▶ [Action item]: Restate all the data exactly, so that each line is the same as before.

Saved entries:
%%

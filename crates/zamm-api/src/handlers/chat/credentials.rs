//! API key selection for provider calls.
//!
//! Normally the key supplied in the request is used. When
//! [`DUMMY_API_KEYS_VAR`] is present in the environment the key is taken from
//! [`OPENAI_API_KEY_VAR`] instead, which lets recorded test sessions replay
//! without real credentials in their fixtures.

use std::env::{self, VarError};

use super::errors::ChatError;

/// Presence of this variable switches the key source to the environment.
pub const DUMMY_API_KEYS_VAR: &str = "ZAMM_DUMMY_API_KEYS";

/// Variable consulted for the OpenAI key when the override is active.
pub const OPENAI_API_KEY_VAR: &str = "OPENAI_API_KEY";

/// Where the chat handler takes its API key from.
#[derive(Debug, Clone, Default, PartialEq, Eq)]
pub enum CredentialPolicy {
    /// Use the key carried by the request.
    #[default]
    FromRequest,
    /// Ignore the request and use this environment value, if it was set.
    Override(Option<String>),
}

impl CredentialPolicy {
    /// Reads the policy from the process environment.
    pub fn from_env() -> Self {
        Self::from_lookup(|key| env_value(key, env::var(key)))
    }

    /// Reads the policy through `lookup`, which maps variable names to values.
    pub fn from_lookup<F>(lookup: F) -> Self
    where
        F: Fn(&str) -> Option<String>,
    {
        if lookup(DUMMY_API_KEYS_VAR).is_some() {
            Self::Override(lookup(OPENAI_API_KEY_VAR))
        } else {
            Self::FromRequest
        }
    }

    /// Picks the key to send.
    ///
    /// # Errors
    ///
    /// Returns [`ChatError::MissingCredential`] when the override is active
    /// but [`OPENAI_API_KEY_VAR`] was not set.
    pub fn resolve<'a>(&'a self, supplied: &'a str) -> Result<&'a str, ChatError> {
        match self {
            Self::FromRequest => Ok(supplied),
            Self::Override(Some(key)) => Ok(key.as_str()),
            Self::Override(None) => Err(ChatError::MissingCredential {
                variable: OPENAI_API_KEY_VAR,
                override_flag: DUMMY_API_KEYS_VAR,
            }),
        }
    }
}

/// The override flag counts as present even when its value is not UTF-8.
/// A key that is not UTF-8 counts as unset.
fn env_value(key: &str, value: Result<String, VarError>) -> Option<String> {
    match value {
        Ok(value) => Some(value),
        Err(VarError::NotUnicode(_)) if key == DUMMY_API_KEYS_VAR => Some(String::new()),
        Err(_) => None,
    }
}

%%

▶ [Reply to the exercise]:
filename crates/zamm-api/src/handlers/chat/credentials.rs
//! API key selection for provider calls.
//!
//! Normally the key supplied in the request is used. When
//! [`DUMMY_API_KEYS_VAR`] is present in the environment the key is taken from
//! [`OPENAI_API_KEY_VAR`] instead, which lets recorded test sessions replay
//! without real credentials in their fixtures.

use std::env::{self, VarError};

use super::errors::ChatError;

/// Presence of this variable switches the key source to the environment.
pub const DUMMY_API_KEYS_VAR: &str = "ZAMM_DUMMY_API_KEYS";

/// Variable consulted for the OpenAI key when the override is active.
pub const OPENAI_API_KEY_VAR: &str = "OPENAI_API_KEY";

/// Where the chat handler takes its API key from.
#[derive(Debug, Clone, Default, PartialEq, Eq)]
pub enum CredentialPolicy {
    /// Use the key carried by the request.
    #[default]
    FromRequest,
    /// Ignore the request and use this environment value, if it was set.
    Override(Option<String>),
}

impl CredentialPolicy {
    /// Reads the policy from the process environment.
    pub fn from_env() -> Self {
        Self::from_lookup(|key| env_value(key, env::var(key)))
    }

    /// Reads the policy through `lookup`, which maps variable names to values.
    pub fn from_lookup<F>(lookup: F) -> Self
    where
        F: Fn(&str) -> Option<String>,
    {
        if lookup(DUMMY_API_KEYS_VAR).is_some() {
            Self::Override(lookup(OPENAI_API_KEY_VAR))
        } else {
            Self::FromRequest
        }
    }

    /// Picks the key to send.
    ///
    /// # Errors
    ///
    /// Returns [`ChatError::MissingCredential`] when the override is active
    /// but [`OPENAI_API_KEY_VAR`] was not set.
    pub fn resolve<'a>(&'a self, supplied: &'a str) -> Result<&'a str, ChatError> {
        match self {
            Self::FromRequest => Ok(supplied),
            Self::Override(Some(key)) => Ok(key.as_str()),
            Self::Override(None) => Err(ChatError::MissingCredential {
                variable: OPENAI_API_KEY_VAR,
                override_flag: DUMMY_API_KEYS_VAR,
            }),
        }
    }
}

/// The override flag counts as present even when its value is not UTF-8.
/// A key that is not UTF-8 counts as unset.
fn env_value(key: &str, value: Result<String, VarError>) -> Option<String> {
    match value {
        Ok(value) => Some(value),
        Err(VarError::NotUnicode(_)) if key == DUMMY_API_KEYS_VAR => Some(String::new()),
        Err(_) => None,
    }
}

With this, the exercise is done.